Below are lines of data; restate word for word those running from the line containing "pub mod config;" to the line containing "commonly used types", inclusive, and no others.

Material to process Start Marker

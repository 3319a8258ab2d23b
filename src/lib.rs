//! PDF Batch QA Library
//!
//! Quality assessment of PDF digitisation batches: image and document
//! properties are extracted from every PDF, checked against the Schematron
//! schema a profile assigns to the file, and summarized per batch.

pub mod batch;
pub mod config;
pub mod core;
pub mod error;
pub mod profile;
pub mod reporting;
pub mod scanner;

pub use crate::core::validator;
pub use crate::reporting::report_writer;
pub use crate::scanner::file_scanner;

/// Re-export commonly used types
pub mod prelude {
    pub use crate::batch::{process_file, run_batch, BatchContext, BatchSummary, FileOutcome, Stage};
    pub use crate::config::{default_config_path, Config};
    pub use crate::core::extractor::{extract, ExtractOptions};
    pub use crate::core::properties::PropertyDocument;
    pub use crate::core::quant_tables::{estimate_jpeg_quality, estimate_quality, QualityEstimate};
    pub use crate::core::schematron::{SchemaEngine, SchematronEngine};
    pub use crate::core::tools::ExternalTools;
    pub use crate::core::validator::{interpret, validate, Status, ValidationOutcome, ValidationVerdict};
    pub use crate::error::{ConfigError, ExtractionError, ValidationEngineError};
    pub use crate::profile::{list_profiles, resolve, Profile, Resolution, SchemaRule, LIST_KEYWORDS};
    pub use crate::reporting::report_writer::{OutputPaths, ReportWriter};
    pub use crate::scanner::file_scanner::collect_pdf_files;
}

Material to process End Marker

→ Result below:
pub mod config;
pub mod core;
pub mod error;
pub mod profile;
pub mod reporting;
pub mod scanner;

pub use crate::core::validator;
pub use crate::reporting::report_writer;
pub use crate::scanner::file_scanner;

/// Re-export commonly used types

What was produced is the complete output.